20 November 2012

Old Thoughts on Hipsters


[I wrote this for a communal blog run by the Yale Federalist Party about two years ago.]

There was a period of about two and a half years when I could write only about what I was writing, when everything devolved into a hyper-self-conscious narrative about the construction of narratives, the limitations of text, and the problems of communication in general.  Everything was a half-ironic apology for its own statement, and maintained two definite assumptions: (1) that everything said was obvious to every possible reader; (2) that there remained an insurmountable gap between my mind and “yours.”  The consequence of this apologetic self-consciousness was a lack of content matched only in the writing of scribblers like Jacques Derrida, but it was given content by the two assumptions, which together establish a task for the writer.  If you’re sharp, O Reader, you will realize that this task is the task of the self-conscious hipster in all of us.  In fact, it is the crisis underlying the hipster culture: how can I express myself without being trite?

Now, this phenomenon, which I call the basic crisis of hipsterness, arises from something like the perpetual exaggerations and lies of the mass media and the bland repetitiveness of industrial culture. These give rise to a pessimism about the meaningfulness of communication and doubts about the possibility of authentic expression. Given these doubts, the modern dualistic person takes the alienation of his soul from his body and realizes (with modern philosophy) that meaning is alienated from signifiers, so that the way to be authentic is to communicate self-consciously, and the way to communicate that one is self-conscious is to do things which are ridiculous but not be ashamed of them, so that it is clear that one is doing them only ironically. Thus in order to bridge the gap between meaning and signifier, one has to sever the two and graft meaning onto a new signifier, often the opposite of the old one. This is “irony” in contemporary usage. The ironist does something and implicitly says “I’m not really doing this; I’m ironically doing this.”

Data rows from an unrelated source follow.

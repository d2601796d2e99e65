//! Compact representation of the GraphQL wrapping types of a named type.
//!
//! A GraphQL output type is a named type wrapped by any number of List and Non-Null
//! modifiers. `[[Int!]]!` is stored as the named type `Int` plus a [`Wrapping`] that records
//! whether the innermost type is required and, for each list from the innermost to the
//! outermost, whether that list is required.

use std::fmt;

/// At most this many list wrappers can be nested.
pub const MAX_LIST_WRAPPINGS: u8 = 11;

const INNER_IS_REQUIRED: u16 = 1;
const LIST_COUNT_SHIFT: u16 = 1;
const LIST_COUNT_MASK: u16 = 0b1111 << LIST_COUNT_SHIFT;
const LIST_FLAGS_SHIFT: u16 = 5;

#[derive(Clone, Copy, PartialEq, Eq, Hash, Default, serde::Serialize, serde::Deserialize)]
pub struct Wrapping(u16);

#[derive(Debug, Clone, Copy, PartialEq, Eq, Hash)]
pub enum ListWrapping {
    RequiredList,
    NullableList,
}

impl Wrapping {
    pub fn new(required: bool) -> Self {
        if required { Self::required() } else { Self::nullable() }
    }

    pub fn nullable() -> Self {
        Wrapping(0)
    }

    pub fn required() -> Self {
        Wrapping(INNER_IS_REQUIRED)
    }

    #[must_use]
    pub fn list(self) -> Self {
        self.wrapped_by(ListWrapping::NullableList)
    }

    #[must_use]
    pub fn list_non_null(self) -> Self {
        self.wrapped_by(ListWrapping::RequiredList)
    }

    /// Adds a new outermost list wrapper.
    #[must_use]
    pub fn wrapped_by(self, list_wrapping: ListWrapping) -> Self {
        let count = self.list_count();
        assert!(count < MAX_LIST_WRAPPINGS, "too many nested list wrappers");
        let mut bits = (self.0 & !LIST_COUNT_MASK) | (u16::from(count + 1) << LIST_COUNT_SHIFT);
        if list_wrapping == ListWrapping::RequiredList {
            bits |= 1 << (LIST_FLAGS_SHIFT + u16::from(count));
        }
        Wrapping(bits)
    }

    pub fn list_count(self) -> u8 {
        ((self.0 & LIST_COUNT_MASK) >> LIST_COUNT_SHIFT) as u8
    }

    pub fn inner_is_required(self) -> bool {
        self.0 & INNER_IS_REQUIRED != 0
    }

    pub fn is_list(self) -> bool {
        self.list_count() > 0
    }

    /// Whether the outermost type is Non-Null.
    pub fn is_required(self) -> bool {
        match self.list_count() {
            0 => self.inner_is_required(),
            count => self.0 & (1 << (LIST_FLAGS_SHIFT + u16::from(count - 1))) != 0,
        }
    }

    pub fn is_nullable(self) -> bool {
        !self.is_required()
    }

    /// Removes the outermost Non-Null modifier, `[Int]!` becomes `[Int]`. No-op on a nullable
    /// wrapping.
    #[must_use]
    pub fn without_required(self) -> Self {
        match self.list_count() {
            0 => Wrapping(self.0 & !INNER_IS_REQUIRED),
            count => Wrapping(self.0 & !(1 << (LIST_FLAGS_SHIFT + u16::from(count - 1)))),
        }
    }

    /// Removes the outermost list, leaving the wrapping of its elements.
    pub fn pop_list_wrapping(&mut self) -> Option<ListWrapping> {
        let count = self.list_count();
        if count == 0 {
            return None;
        }
        let flag = 1 << (LIST_FLAGS_SHIFT + u16::from(count - 1));
        let list_wrapping = if self.0 & flag != 0 {
            ListWrapping::RequiredList
        } else {
            ListWrapping::NullableList
        };
        self.0 = (self.0 & !flag & !LIST_COUNT_MASK) | (u16::from(count - 1) << LIST_COUNT_SHIFT);
        Some(list_wrapping)
    }

    /// List wrappers from the innermost to the outermost.
    pub fn list_wrappings(self) -> impl DoubleEndedIterator<Item = ListWrapping> + ExactSizeIterator {
        (0..u16::from(self.list_count())).map(move |index| {
            if self.0 & (1 << (LIST_FLAGS_SHIFT + index)) != 0 {
                ListWrapping::RequiredList
            } else {
                ListWrapping::NullableList
            }
        })
    }

    pub fn type_display(self, name: &str) -> TypeDisplay<'_> {
        TypeDisplay { name, wrapping: self }
    }
}

impl fmt::Debug for Wrapping {
    fn fmt(&self, f: &mut fmt::Formatter<'_>) -> fmt::Result {
        write!(f, "Wrapping({})", self.type_display("T"))
    }
}

pub struct TypeDisplay<'a> {
    name: &'a str,
    wrapping: Wrapping,
}

impl fmt::Display for TypeDisplay<'_> {
    fn fmt(&self, f: &mut fmt::Formatter<'_>) -> fmt::Result {
        for _ in 0..self.wrapping.list_count() {
            f.write_str("[")?;
        }
        f.write_str(self.name)?;
        if self.wrapping.inner_is_required() {
            f.write_str("!")?;
        }
        for list_wrapping in self.wrapping.list_wrappings() {
            f.write_str("]")?;
            if list_wrapping == ListWrapping::RequiredList {
                f.write_str("!")?;
            }
        }
        Ok(())
    }
}

#[derive(Debug, Clone, PartialEq, Eq, thiserror::Error)]
#[error("Invalid type reference `{0}`")]
pub struct InvalidTypeReference(pub String);

/// Parses a type reference such as `[String!]!` into its named type and wrapping.
pub fn parse_type(ty: &str) -> Result<(&str, Wrapping), InvalidTypeReference> {
    parse_wrapped(ty).ok_or_else(|| InvalidTypeReference(ty.to_string()))
}

fn parse_wrapped(ty: &str) -> Option<(&str, Wrapping)> {
    let ty = ty.trim();
    let (ty, required) = match ty.strip_suffix('!') {
        Some(rest) => (rest.trim_end(), true),
        None => (ty, false),
    };

    if let Some(inner) = ty.strip_prefix('[') {
        let (name, wrapping) = parse_wrapped(inner.strip_suffix(']')?)?;
        if wrapping.list_count() >= MAX_LIST_WRAPPINGS {
            return None;
        }
        let list_wrapping = if required {
            ListWrapping::RequiredList
        } else {
            ListWrapping::NullableList
        };
        return Some((name, wrapping.wrapped_by(list_wrapping)));
    }

    let mut chars = ty.chars();
    let is_name = chars.next().is_some_and(|c| c.is_ascii_alphabetic() || c == '_')
        && chars.all(|c| c.is_ascii_alphanumeric() || c == '_');
    is_name.then_some((ty, Wrapping::new(required)))
}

However this has two consequences: first and most obviously the ironist is incapable of expressing values positively, because his communication never really gets past sarcasm. Second, the increasing gap between meaning and signifier forces the ironist to buy into a strong idea of interiority.  The result is a kind of kierkegaardian despair, which looks like the kind of writing I described in the first paragraph. It is utterly contentless, except in its descriptions of its own formal qualities, descriptions which are themselves blighted by the plague of hyper-interiority.  Interiority becomes a sort of postmodern defense mechanism, which assumes the existence of an insurmountable barrier protecting the self from intrusion by others. The individual cannot be understood, and thus cannot be judged, cannot be held accountable. Therefore, the thought goes, his freedom in his own sphere is absolute.  However, the ironist is nonetheless human, and as such requires fellowship. But he cannot go outside the limits of his own sphere, because to do so would involve re-attaching meanings to their original signifiers, and this, he worries, means submitting his authentic, proper self to the inauthenticity and cliche which is the medium of all intersubjectivity. So he remains alone.